The results associate to the key “i” correspond to the i-th element appended to the run.

The input parameters associated to each key of results are written inside the gs_convergence_runs[key] list.

For instance the total energy is extracted as

[23]:
for run,res in results.items():
    print('run',run,'energy',res.get_energy(convert_eV=False))
run 0 energy -7.87082131330662
run 1 energy -7.87295319773563
run 3 energy -7.874492376332525
run 2 energy -7.874327291710335

Usage of the post processing function

[25]:
# we can import the post_processing_function provided in the package as
from mppi.Datasets import PostProcessing as P
# and access to them as, for instance, P.QE_get_energy()
# the same function can also be accessed as D.QE_get_energy()

The Parsing, or other more specific procedures, can be performed directly when the run method is called.

To do so, we define a post processing function and pass it to the Dataset.

The class will apply this function when the run method of Dataset is called. For instance in this way we can directly extract the total energy

[26]:
def extract_energy(dataset):
    from mppi import Parsers as P
    energy = {}
    for run,data in dataset.results.items():
        results = P.PwParser(data,verbose=False)
        energy[run] = results.get_energy(convert_eV = False)
    return energy
[27]:
gs_convergence.set_postprocessing_function(extract_energy)

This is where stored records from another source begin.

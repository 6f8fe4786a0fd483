mod common;

use axum::body::Body;
use axum::http::Request;
use common::{TestApp, TestAppOptions};
use contact_gateway::build_router;
use contact_gateway::config::{
    CommonConfig, DeploymentMode, GatewayConfig, GatewayVariant, OriginConfig, PushoverConfig,
};
use contact_gateway::services::{MockPushProvider, PushProvider};
use reqwest::Client;
use serde_json::json;
use std::sync::Arc;
use tower::util::ServiceExt;

fn valid_body() -> serde_json::Value {
    json!({
        "name": "Jordan",
        "message": "Please contact me about pricing.",
        "phone": "555-1234"
    })
}

// =============================================================================
// Validation failures: 400, no notification attempt
// =============================================================================

#[tokio::test]
async fn empty_body_rejected_without_send() {
    let app = TestApp::spawn().await;
    let client = Client::new();

    let response = client
        .post(app.contact_url())
        .json(&json!({}))
        .send()
        .await
        .expect("Failed to execute request");

    assert_eq!(response.status(), 400);

    let body: serde_json::Value = response.json().await.expect("Failed to parse response");
    assert_eq!(body["success"], false);
    assert_eq!(body["error"], "name and message are required fields");
    assert_eq!(app.push.send_count(), 0);
}

#[tokio::test]
async fn missing_message_rejected_without_send() {
    let app = TestApp::spawn().await;
    let client = Client::new();

    let response = client
        .post(app.contact_url())
        .json(&json!({"name": "Jordan"}))
        .send()
        .await
        .expect("Failed to execute request");

    assert_eq!(response.status(), 400);
    assert_eq!(app.push.send_count(), 0);
}

#[tokio::test]
async fn overlong_message_rejected_without_send() {
    let app = TestApp::spawn().await;
    let client = Client::new();

    let response = client
        .post(app.contact_url())
        .json(&json!({"name": "Jordan", "message": "x".repeat(1001)}))
        .send()
        .await
        .expect("Failed to execute request");

    assert_eq!(response.status(), 400);

    let body: serde_json::Value = response.json().await.expect("Failed to parse response");
    assert_eq!(body["error"], "message must be 1000 characters or fewer");
    assert_eq!(app.push.send_count(), 0);
}

#[tokio::test]
async fn strict_variant_rejects_short_message() {
    let app = TestApp::spawn_strict().await;
    let client = Client::new();

    let response = client
        .post(app.contact_url())
        .json(&json!({"name": "Jo", "message": "short"}))
        .send()
        .await
        .expect("Failed to execute request");

    assert_eq!(response.status(), 400);

    let body: serde_json::Value = response.json().await.expect("Failed to parse response");
    assert_eq!(body["error"], "message must be at least 10 characters");
    assert_eq!(app.push.send_count(), 0);
}

#[tokio::test]
async fn strict_variant_rejects_short_name() {
    let app = TestApp::spawn_strict().await;
    let client = Client::new();

    let response = client
        .post(app.contact_url())
        .json(&json!({"name": "J", "message": "a long enough message"}))
        .send()
        .await
        .expect("Failed to execute request");

    assert_eq!(response.status(), 400);

    let body: serde_json::Value = response.json().await.expect("Failed to parse response");
    assert_eq!(body["error"], "name must be at least 2 characters");
    assert_eq!(app.push.send_count(), 0);
}

#[tokio::test]
async fn permissive_variant_accepts_short_fields() {
    let app = TestApp::spawn().await;
    let client = Client::new();

    let response = client
        .post(app.contact_url())
        .json(&json!({"name": "J", "message": "hi"}))
        .send()
        .await
        .expect("Failed to execute request");

    assert_eq!(response.status(), 200);
    assert_eq!(app.push.send_count(), 1);
}

#[tokio::test]
async fn malformed_json_gets_structured_error_body() {
    let app = TestApp::spawn().await;
    let client = Client::new();

    let response = client
        .post(app.contact_url())
        .header("content-type", "application/json")
        .body("{not json")
        .send()
        .await
        .expect("Failed to execute request");

    assert_eq!(response.status(), 400);

    // Parse failures keep the shared error shape, not axum's plain-text
    // rejection body.
    let body: serde_json::Value = response.json().await.expect("Failed to parse response");
    assert_eq!(body["success"], false);
    assert!(body["error"].is_string());
    assert_eq!(app.push.send_count(), 0);
}

#[tokio::test]
async fn oversized_body_gets_structured_error_body() {
    // Exercised through the router directly: a body past the 10 MB parse
    // limit is rejected before the upload would complete on a socket.
    let config = GatewayConfig {
        common: CommonConfig {
            port: 0,
            environment: "test".to_string(),
        },
        pushover: PushoverConfig {
            user_key: "test-user".to_string(),
            api_token: "test-token".to_string(),
            enabled: false,
        },
        origin: OriginConfig {
            allowed_origins: Vec::new(),
        },
        variant: GatewayVariant::Permissive,
        deployment: DeploymentMode::Server,
    };
    let push = Arc::new(MockPushProvider::new(true));
    let provider: Arc<dyn PushProvider> = push.clone();
    let app = build_router(&config, provider);

    let oversized = format!(
        r#"{{"name":"Jordan","message":"{}"}}"#,
        "x".repeat(11 * 1024 * 1024)
    );

    let response = app
        .oneshot(
            Request::builder()
                .method("POST")
                .uri("/api/contact")
                .header("content-type", "application/json")
                .body(Body::from(oversized))
                .unwrap(),
        )
        .await
        .expect("Failed to execute request");

    assert_eq!(response.status(), 413);

    let bytes = axum::body::to_bytes(response.into_body(), usize::MAX)
        .await
        .expect("Failed to read body");
    let body: serde_json::Value =
        serde_json::from_slice(&bytes).expect("Failed to parse response");
    assert_eq!(body["success"], false);
    assert!(body["error"].is_string());
    assert_eq!(push.send_count(), 0);
}

// =============================================================================
// Successful delivery
// =============================================================================

#[tokio::test]
async fn valid_submission_sends_exactly_one_notification() {
    let app = TestApp::spawn().await;
    let client = Client::new();

    let response = client
        .post(app.contact_url())
        .json(&valid_body())
        .send()
        .await
        .expect("Failed to execute request");

    assert_eq!(response.status(), 200);

    let body: serde_json::Value = response.json().await.expect("Failed to parse response");
    assert_eq!(body["success"], true);
    assert!(body["message"].is_string());
    assert!(body["timestamp"].is_string());

    assert_eq!(app.push.send_count(), 1);
    let sent = app.push.sent();
    assert!(sent[0].body.contains("Jordan"));
    assert!(sent[0].body.contains("555-1234"));
    assert!(sent[0].body.contains("Please contact me about pricing."));
}

#[tokio::test]
async fn missing_phone_uses_placeholder_in_notification() {
    let app = TestApp::spawn().await;
    let client = Client::new();

    let response = client
        .post(app.contact_url())
        .json(&json!({"name": "Jordan", "message": "Please contact me about pricing."}))
        .send()
        .await
        .expect("Failed to execute request");

    assert_eq!(response.status(), 200);

    let sent = app.push.sent();
    assert!(sent[0].body.contains("Phone: none"));
}

#[tokio::test]
async fn submission_fields_are_trimmed_before_delivery() {
    let app = TestApp::spawn_strict().await;
    let client = Client::new();

    let response = client
        .post(app.contact_url())
        .json(&json!({
            "name": "  Jordan  ",
            "message": "  Please contact me about pricing.  ",
            "phone": "  555-1234  "
        }))
        .send()
        .await
        .expect("Failed to execute request");

    assert_eq!(response.status(), 200);

    let sent = app.push.sent();
    assert!(sent[0].body.contains("Name: Jordan\n"));
    assert!(sent[0].body.contains("Phone: 555-1234\n"));
}

#[tokio::test]
async fn identical_submissions_are_not_deduplicated() {
    let app = TestApp::spawn().await;
    let client = Client::new();

    for _ in 0..2 {
        let response = client
            .post(app.contact_url())
            .json(&valid_body())
            .send()
            .await
            .expect("Failed to execute request");
        assert_eq!(response.status(), 200);
    }

    assert_eq!(app.push.send_count(), 2);
}

// =============================================================================
// Delivery failure: 500, generic payload
// =============================================================================

#[tokio::test]
async fn provider_failure_returns_generic_500() {
    let app = TestApp::spawn_with(TestAppOptions {
        variant: GatewayVariant::Strict,
        provider: MockPushProvider::failing(),
        ..TestAppOptions::default()
    })
    .await;
    let client = Client::new();

    let response = client
        .post(app.contact_url())
        .json(&valid_body())
        .send()
        .await
        .expect("Failed to execute request");

    assert_eq!(response.status(), 500);

    let body: serde_json::Value = response.json().await.expect("Failed to parse response");
    assert_eq!(body["success"], false);
    // Provider detail must not leak to the client.
    assert_eq!(body["error"], "a server error occurred, please try again later");

    // The attempt was made exactly once; the submission is then dropped.
    assert_eq!(app.push.send_count(), 1);
}
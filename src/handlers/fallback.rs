use axum::response::IntoResponse;

use crate::error::AppError;

/// Any unmatched route.
pub async fn not_found() -> impl IntoResponse {
    AppError::NotFound
}
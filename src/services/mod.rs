pub mod providers;

pub use providers::{
    MockPushProvider, ProviderError, ProviderResponse, PushNotification, PushProvider,
    PushoverProvider, NOTIFICATION_TITLE, PHONE_PLACEHOLDER,
};
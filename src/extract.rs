use async_trait::async_trait;
use axum::extract::rejection::JsonRejection;
use axum::extract::{FromRequest, Request};
use axum::Json;

use crate::error::AppError;

/// JSON extractor whose rejections keep the error-body contract: malformed,
/// mistyped, and oversized request bodies are answered with the same
/// `{"success": false, "error": "..."}` shape as every other failure.
pub struct AppJson<T>(pub T);

#[async_trait]
impl<S, T> FromRequest<S> for AppJson<T>
where
    Json<T>: FromRequest<S, Rejection = JsonRejection>,
    S: Send + Sync,
{
    type Rejection = AppError;

    async fn from_request(req: Request, state: &S) -> Result<Self, Self::Rejection> {
        match Json::<T>::from_request(req, state).await {
            Ok(Json(value)) => Ok(AppJson(value)),
            Err(rejection) => Err(AppError::MalformedBody(rejection)),
        }
    }
}
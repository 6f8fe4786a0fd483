use axum::{
    http::StatusCode,
    response::{IntoResponse, Response},
    Json,
};
use serde::Serialize;
use thiserror::Error;

use crate::models::ValidationError;
use crate::services::ProviderError;

/// Generic text returned for any 500; the real cause stays in the server logs.
pub const SERVER_ERROR_TEXT: &str = "a server error occurred, please try again later";
pub const ACCESS_DENIED_TEXT: &str = "access from this origin is not allowed";
pub const NOT_FOUND_TEXT: &str = "API endpoint not found";

#[derive(Debug, Error)]
pub enum AppError {
    #[error("validation error: {0}")]
    Validation(#[from] ValidationError),

    #[error("malformed request body: {0}")]
    MalformedBody(#[from] axum::extract::rejection::JsonRejection),

    #[error("origin denied: {0}")]
    OriginDenied(String),

    #[error("not found")]
    NotFound,

    #[error("notification delivery failed: {0}")]
    Notification(#[from] ProviderError),

    #[error("internal error: {0}")]
    Internal(#[from] anyhow::Error),

    #[error("configuration error: {0}")]
    Config(anyhow::Error),
}

impl From<config::ConfigError> for AppError {
    fn from(err: config::ConfigError) -> Self {
        AppError::Config(anyhow::Error::new(err))
    }
}

impl From<std::io::Error> for AppError {
    fn from(err: std::io::Error) -> Self {
        AppError::Internal(anyhow::Error::new(err))
    }
}

/// Error body shared by every failure response: `{"success": false, "error": "..."}`.
#[derive(Serialize)]
pub struct ErrorBody {
    pub success: bool,
    pub error: String,
}

impl ErrorBody {
    pub fn new(error: impl Into<String>) -> Self {
        Self {
            success: false,
            error: error.into(),
        }
    }
}

impl IntoResponse for AppError {
    fn into_response(self) -> Response {
        let (status, error_message) = match self {
            // Validation reasons are client-caused and safe to echo verbatim.
            AppError::Validation(err) => (StatusCode::BAD_REQUEST, err.to_string()),
            // Keep the rejection's status (400 syntax, 413 oversize, 415
            // content-type) but answer in the shared error shape.
            AppError::MalformedBody(rejection) => (rejection.status(), rejection.body_text()),
            AppError::OriginDenied(origin) => {
                tracing::warn!(origin = %origin, "Request origin denied");
                (StatusCode::FORBIDDEN, ACCESS_DENIED_TEXT.to_string())
            }
            AppError::NotFound => (StatusCode::NOT_FOUND, NOT_FOUND_TEXT.to_string()),
            AppError::Notification(err) => {
                tracing::error!(error = %err, "Notification delivery failed");
                (
                    StatusCode::INTERNAL_SERVER_ERROR,
                    SERVER_ERROR_TEXT.to_string(),
                )
            }
            AppError::Internal(err) => {
                tracing::error!(error = %err, "Unhandled error");
                (
                    StatusCode::INTERNAL_SERVER_ERROR,
                    SERVER_ERROR_TEXT.to_string(),
                )
            }
            AppError::Config(err) => {
                tracing::error!(error = %err, "Configuration error");
                (
                    StatusCode::INTERNAL_SERVER_ERROR,
                    SERVER_ERROR_TEXT.to_string(),
                )
            }
        };

        (status, Json(ErrorBody::new(error_message))).into_response()
    }
}
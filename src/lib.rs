//! contact-gateway: HTTP gateway relaying contact-form submissions as push
//! notifications to a single Pushover subscriber.

pub mod config;
pub mod error;
pub mod extract;
pub mod handlers;
pub mod middleware;
pub mod models;
pub mod observability;
pub mod services;
pub mod startup;

pub use error::AppError;
pub use startup::{build_router, AppState, Application};
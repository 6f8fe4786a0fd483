use serde::Deserialize;
use serde_json::Value;
use thiserror::Error;

use crate::config::GatewayVariant;

pub const MESSAGE_MAX_CHARS: usize = 1000;
pub const NAME_MIN_CHARS: usize = 2;
pub const MESSAGE_MIN_CHARS: usize = 10;

/// Raw contact-form payload as it arrives on the wire.
///
/// Fields are kept as loose JSON values so that presence and type can be
/// checked in a fixed precedence order instead of being rejected wholesale
/// by deserialization.
#[derive(Debug, Default, Deserialize)]
pub struct ContactRequest {
    #[serde(default)]
    pub name: Option<Value>,
    #[serde(default)]
    pub message: Option<Value>,
    #[serde(default)]
    pub phone: Option<Value>,
}

/// A validated, normalized submission. Transient: consumed by the push
/// sender and dropped, never persisted.
#[derive(Debug, Clone, PartialEq, Eq)]
pub struct ContactSubmission {
    pub name: String,
    pub message: String,
    pub phone: Option<String>,
}

#[derive(Debug, Error, Clone, PartialEq, Eq)]
pub enum ValidationError {
    #[error("name and message are required fields")]
    MissingFields,
    #[error("invalid data format")]
    InvalidFormat,
    #[error("name must be at least 2 characters")]
    NameTooShort,
    #[error("message must be at least 10 characters")]
    MessageTooShort,
    #[error("message must be 1000 characters or fewer")]
    MessageTooLong,
}

impl ContactRequest {
    /// Validate and normalize the payload. First failing check wins:
    /// missing fields, then (strict only) type, name length, message
    /// minimum, then the message cap shared by both variants.
    pub fn validate(&self, variant: GatewayVariant) -> Result<ContactSubmission, ValidationError> {
        if is_missing(&self.name) || is_missing(&self.message) {
            return Err(ValidationError::MissingFields);
        }

        if variant == GatewayVariant::Strict
            && (!self.name.as_ref().is_some_and(Value::is_string)
                || !self.message.as_ref().is_some_and(Value::is_string))
        {
            return Err(ValidationError::InvalidFormat);
        }

        let name = self
            .name
            .as_ref()
            .and_then(as_text)
            .ok_or(ValidationError::InvalidFormat)?;
        let message = self
            .message
            .as_ref()
            .and_then(as_text)
            .ok_or(ValidationError::InvalidFormat)?;

        if variant == GatewayVariant::Strict {
            if name.trim().chars().count() < NAME_MIN_CHARS {
                return Err(ValidationError::NameTooShort);
            }
            if message.trim().chars().count() < MESSAGE_MIN_CHARS {
                return Err(ValidationError::MessageTooShort);
            }
        }

        // Cap applies pre-trim, matching the spam guard on raw input.
        if message.chars().count() > MESSAGE_MAX_CHARS {
            return Err(ValidationError::MessageTooLong);
        }

        let phone = self
            .phone
            .as_ref()
            .and_then(as_text)
            .map(|p| p.trim().to_string())
            .filter(|p| !p.is_empty());

        Ok(ContactSubmission {
            name: name.trim().to_string(),
            message: message.trim().to_string(),
            phone,
        })
    }
}

/// Absent, JSON null, and empty-string values all count as missing.
fn is_missing(value: &Option<Value>) -> bool {
    match value {
        None | Some(Value::Null) => true,
        Some(Value::String(s)) => s.is_empty(),
        Some(_) => false,
    }
}

/// Render a loose JSON value as text. Scalars are stringified (permissive
/// variant accepts them); arrays and objects are not representable.
fn as_text(value: &Value) -> Option<String> {
    match value {
        Value::String(s) => Some(s.clone()),
        Value::Number(n) => Some(n.to_string()),
        Value::Bool(b) => Some(b.to_string()),
        _ => None,
    }
}
//! HTTP handlers, grouped by resource.

pub mod admin;
pub mod categories;
pub mod doc;
pub mod health;
pub mod prompts;
pub mod scheduler;

use axum::http::StatusCode;
use axum::Json;
use chrono::{DateTime, SecondsFormat, Utc};
use serde::Serialize;

use promptwall_core::{Category, Prompt};
use promptwall_scheduling::SchedulingConfig;

// ── Error replies ─────────────────────────────────────────────────

/// Error payload for non-2xx responses.
#[derive(Serialize, utoipa::ToSchema)]
pub struct ApiError {
    pub success: bool,
    pub error: String,
}

pub(crate) type ErrorReply = (StatusCode, Json<ApiError>);

fn error_reply(status: StatusCode, error: impl Into<String>) -> ErrorReply {
    (
        status,
        Json(ApiError {
            success: false,
            error: error.into(),
        }),
    )
}

pub(crate) fn internal_error(err: impl std::fmt::Display) -> ErrorReply {
    tracing::error!("Request failed: {}", err);
    error_reply(StatusCode::INTERNAL_SERVER_ERROR, err.to_string())
}

pub(crate) fn bad_request(msg: impl Into<String>) -> ErrorReply {
    error_reply(StatusCode::BAD_REQUEST, msg)
}

pub(crate) fn not_found(msg: impl Into<String>) -> ErrorReply {
    error_reply(StatusCode::NOT_FOUND, msg)
}

// ── Wire helpers ──────────────────────────────────────────────────

/// Millisecond-precision RFC 3339 with a `Z` suffix, the format the
/// frontend's date handling expects.
pub(crate) fn iso(t: DateTime<Utc>) -> String {
    t.to_rfc3339_opts(SecondsFormat::Millis, true)
}

pub(crate) fn parse_timestamp(raw: &str) -> Result<DateTime<Utc>, ErrorReply> {
    DateTime::parse_from_rfc3339(raw)
        .map(|t| t.with_timezone(&Utc))
        .map_err(|e| bad_request(format!("Invalid timestamp '{}': {}", raw, e)))
}

// ── Shared views ──────────────────────────────────────────────────

#[derive(Serialize, utoipa::ToSchema)]
#[serde(rename_all = "camelCase")]
pub struct CategoryView {
    pub id: String,
    pub name: String,
    pub description: String,
    pub color: String,
    pub icon: String,
}

impl From<&Category> for CategoryView {
    fn from(category: &Category) -> Self {
        Self {
            id: category.id.to_string(),
            name: category.name.clone(),
            description: category.description.clone(),
            color: category.color.clone(),
            icon: category.icon.clone(),
        }
    }
}

#[derive(Serialize, utoipa::ToSchema)]
#[serde(rename_all = "camelCase")]
pub struct PromptView {
    pub id: String,
    pub title: String,
    pub description: String,
    pub category: CategoryView,
    pub tags: Vec<String>,
    pub scheduled_for: String,
    pub is_active: bool,
    pub created_by: String,
    pub submission_count: u64,
    pub created_at: String,
}

impl From<&Prompt> for PromptView {
    fn from(prompt: &Prompt) -> Self {
        Self {
            id: prompt.id.to_string(),
            title: prompt.title.clone(),
            description: prompt.description.clone(),
            category: CategoryView::from(&prompt.category),
            tags: prompt.tags.clone(),
            scheduled_for: iso(prompt.scheduled_for),
            is_active: prompt.is_active,
            created_by: prompt.created_by.clone(),
            submission_count: prompt.submission_count,
            created_at: iso(prompt.created_at),
        }
    }
}

#[derive(Serialize, utoipa::ToSchema)]
#[serde(rename_all = "camelCase")]
pub struct SchedulingConfigView {
    pub interval_minutes: u32,
    pub base_time: String,
    pub is_active: bool,
}

impl From<&SchedulingConfig> for SchedulingConfigView {
    fn from(config: &SchedulingConfig) -> Self {
        Self {
            interval_minutes: config.interval_minutes,
            base_time: iso(config.base_time),
            is_active: config.is_active,
        }
    }
}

Once that the post processing function is passed to dataset it is directly applied when the run is executed

[28]:
code1.update_global_options(skip=True)
code2.update_global_options(skip=True)
results = gs_convergence.run()
results
Run the selection [0, 1, 2, 3] with the parallel task_groups [[0, 1], [2, 3]]

Run the task [0, 1]
Skip the run of eng_cut_20
Skip the run of second_run
Task [0, 1] ended

Run the task [2, 3]
Skip the run of eng_cut_40
Skip the run of eng_cut_50
Task [2, 3] ended

[28]:
{0: -7.87082131330662,
 1: -7.87295319773563,
 3: -7.874492376332525,
 2: -7.874327291710335}

Since a post_processing_function has been provided, the run method return its value. Instead the .results attribute of the dataset still contains the xml output files

[29]:
gs_convergence.results
[29]:
{0: 'Si_gs_convergence/eng_cut_20.save/data-file-schema.xml',
 1: 'Si_gs_convergence/eng_cut_30.save/data-file-schema.xml',
 3: 'Si_gs_convergence/eng_cut_50.save/data-file-schema.xml',
 2: 'Si_gs_convergence/eng_cut_40.save/data-file-schema.xml'}

The post processed results can also be accessed in the class as self.post_processing().

[30]:
gs_convergence.post_processing()
[30]:
{0: -7.87082131330662,
 1: -7.87295319773563,
 3: -7.874492376332525,
 2: -7.874327291710335}

Various post_processing_function are provided in the package, for instance

[10]:
from mppi.Datasets import PostProcessing as P

you can test the function P.pw_parse_data, P.pw_get_energy, and others

[32]:
gs_convergence.set_postprocessing_function(P.pw_get_energy)
results = gs_convergence.run()
results
Run the selection [0, 1, 2, 3] with the parallel task_groups [[0, 1], [2, 3]]

Run the task [0, 1]
Skip the run of eng_cut_20
Skip the run of second_run
Task [0, 1] ended

Run the task [2, 3]
Skip the run of eng_cut_40
Skip the run of eng_cut_50
Task [2, 3] ended

[32]:
{0: -7.87082131330662,
 1: -7.87295319773563,
 3: -7.874492376332525,
 2: -7.874327291710335}

Since the dataset has been already computed we can simply test the effects of the various function as follows

[40]:
gs_convergence.set_postprocessing_function(P.pw_get_gap)
gs_convergence.post_processing()
There are no empty states. Gap cannot be computed.
There are no empty states. Gap cannot be computed.
There are no empty states. Gap cannot be computed.
There are no empty states. Gap cannot be computed.
[40]:
{1: 0, 0: 0, 2: 0, 3: 0}

Usage of the fetch_results method

We can use fetch_results to seek for the attribute energy in the computation(s) that match the id passed in fetch_results.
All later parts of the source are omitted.